Of course all young children have separation anxiety. If you leave your child at daycare, they may scream for a while and then settle back down. You have to be able to determine what kind of scream this is. You have the right to ask the court for supervised visitation until it can be determined how the children are being treated. The court may not grant supervised visitation, but you can continue to ask.
Court business is very expensive. Especially if you have a narcissistic parent who has access to the funds to keep dragging you back to court on a continual basis, just because he or she can. You may not have access to such funds, which puts you at a disadvantage. You will have to ask your attorney if he/she can ask the judge that the narcissistic parent to cover all court cost, every time he/she takes you back to court. Once again it is a crap shoot, what the judge will do, but you have to try.

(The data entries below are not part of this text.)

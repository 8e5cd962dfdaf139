//! The fixed-interval tick loop and the one-shot respawn timer.
//!
//! Both tasks live in a single state enum, so the tick loop can never run while a
//! respawn is pending (and vice versa).

use bevy_ecs::resource::Resource;
use tracing::trace;

/// What the scheduler is currently waiting on. Times are simulation milliseconds.
#[derive(Debug, Clone, Copy, PartialEq, Eq, Default)]
pub enum SchedulerState {
    /// Nothing runs: menu, pause, or game over.
    #[default]
    Idle,
    /// The tick loop is running; the next tick is due at `next_tick_ms`.
    Looping { next_tick_ms: u64 },
    /// The tick loop is suspended until the respawn fires at `due_ms`.
    RespawnPending { due_ms: u64 },
}

/// A task that came due.
#[derive(Debug, Clone, Copy, PartialEq, Eq)]
pub enum Fired {
    /// Run one simulation tick, stamped with its due time.
    Tick(u64),
    /// Run the delayed respawn.
    Respawn(u64),
}

#[derive(Resource, Debug, Clone, Copy, PartialEq, Eq)]
pub struct LoopScheduler {
    state: SchedulerState,
    interval_ms: u64,
}

impl LoopScheduler {
    pub fn new(interval_ms: u64) -> Self {
        Self {
            state: SchedulerState::Idle,
            interval_ms,
        }
    }

    pub fn state(&self) -> SchedulerState {
        self.state
    }

    pub fn interval_ms(&self) -> u64 {
        self.interval_ms
    }

    pub fn is_looping(&self) -> bool {
        matches!(self.state, SchedulerState::Looping { .. })
    }

    /// Starts (or resumes) the tick loop. The first tick fires one interval from `now_ms`.
    pub fn start(&mut self, now_ms: u64) {
        self.state = SchedulerState::Looping {
            next_tick_ms: now_ms + self.interval_ms,
        };
        trace!(now_ms, "Tick loop started");
    }

    /// Stops whatever is running, including a pending respawn.
    pub fn stop(&mut self) {
        self.state = SchedulerState::Idle;
    }

    /// Suspends the tick loop and arms the one-shot respawn.
    pub fn schedule_respawn(&mut self, due_ms: u64) {
        self.state = SchedulerState::RespawnPending { due_ms };
        trace!(due_ms, "Respawn scheduled");
    }

    /// Returns the next task due at or before `now_ms`, advancing the loop past it.
    ///
    /// A fired respawn leaves the scheduler idle; whoever handles it decides whether
    /// to restart the loop.
    pub fn poll(&mut self, now_ms: u64) -> Option<Fired> {
        match self.state {
            SchedulerState::Looping { next_tick_ms } if next_tick_ms <= now_ms => {
                self.state = SchedulerState::Looping {
                    next_tick_ms: next_tick_ms + self.interval_ms,
                };
                Some(Fired::Tick(next_tick_ms))
            }
            SchedulerState::RespawnPending { due_ms } if due_ms <= now_ms => {
                self.state = SchedulerState::Idle;
                Some(Fired::Respawn(due_ms))
            }
            _ => None,
        }
    }

    /// Drops any tick backlog so the next tick is due one interval after `now_ms`.
    ///
    /// Returns how many ticks were skipped.
    pub fn skip_backlog(&mut self, now_ms: u64) -> u64 {
        match self.state {
            SchedulerState::Looping { next_tick_ms } if next_tick_ms <= now_ms => {
                let skipped = (now_ms - next_tick_ms) / self.interval_ms + 1;
                self.state = SchedulerState::Looping {
                    next_tick_ms: next_tick_ms + skipped * self.interval_ms,
                };
                skipped
            }
            _ => 0,
        }
    }
}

If you have family or someone you can live with that lives in the same state but much further away from the narcissist parent, you may want to consider moving. You can ask your attorney to present your move in such a way that you can’t afford to live where you are because of the lack of child support or finances and until there is fair compensation for you and the kids, you need to move. Usually moving in the same state is not a major issue. There are laws about moving across state lines and big laws about moving across Country borders.
Research your state to find out what the laws are. Become educated. If you live much further, visitation will be much more difficult for the narcissistic parent. Seeing the kids may involve long drives and the narcissistic parent may elect to keep those drives to a minimum. If you have parents or family in another state, you can always present that case as well. Sometimes permission is granted. It depends on the case.
There are also state laws that allow the child, at a certain age, usually around thirteen, to make their own decision about where they want to live and most often the child has the right to refuse visitation with a parent. Find out about your state law. Your teenage children may “opt out” of the visitation arrangement if their narcissistic parent is abusive. Some teenagers will “opt out” without the law giving them permission. They get busy with their lives and tell their parent “I’m not coming because….”
I only suggest moving out of the area if you are in financial straights and/or the narcissistic parent is truly abusive to the children. Some narcissistic parents can be “okay” parents. They may spoil them and do a lot of fun things with them. Although you may fear the children would rather be with their Disneyland parent then you, it is not the best reason to move, especially if the children want to spend time with their “other parent.” The best you can do in a situation like this is to keep a stable, loving and nurturing home. Children are known to migrate to the most stable parent, both emotionally and financially. So work on being that stable parent.
You can never go back and “not have children” with the narcissist, so it won’t do you any good to waste your energy wishing things were different. It is better to spend your energy trying to make the most of a bad situation. Nurture yourself, develop your inner strength, develop your ability to support your family, and be that loving, nurturing presence for your children. Get support! Don’t feel you have to do this alone.
Remember the burden of healthy parenting falls on your shoulders. Learn everything you can about how to be a healthy parent and keep working on your own health and emotional well-being. This is the most important thing you can do for your family.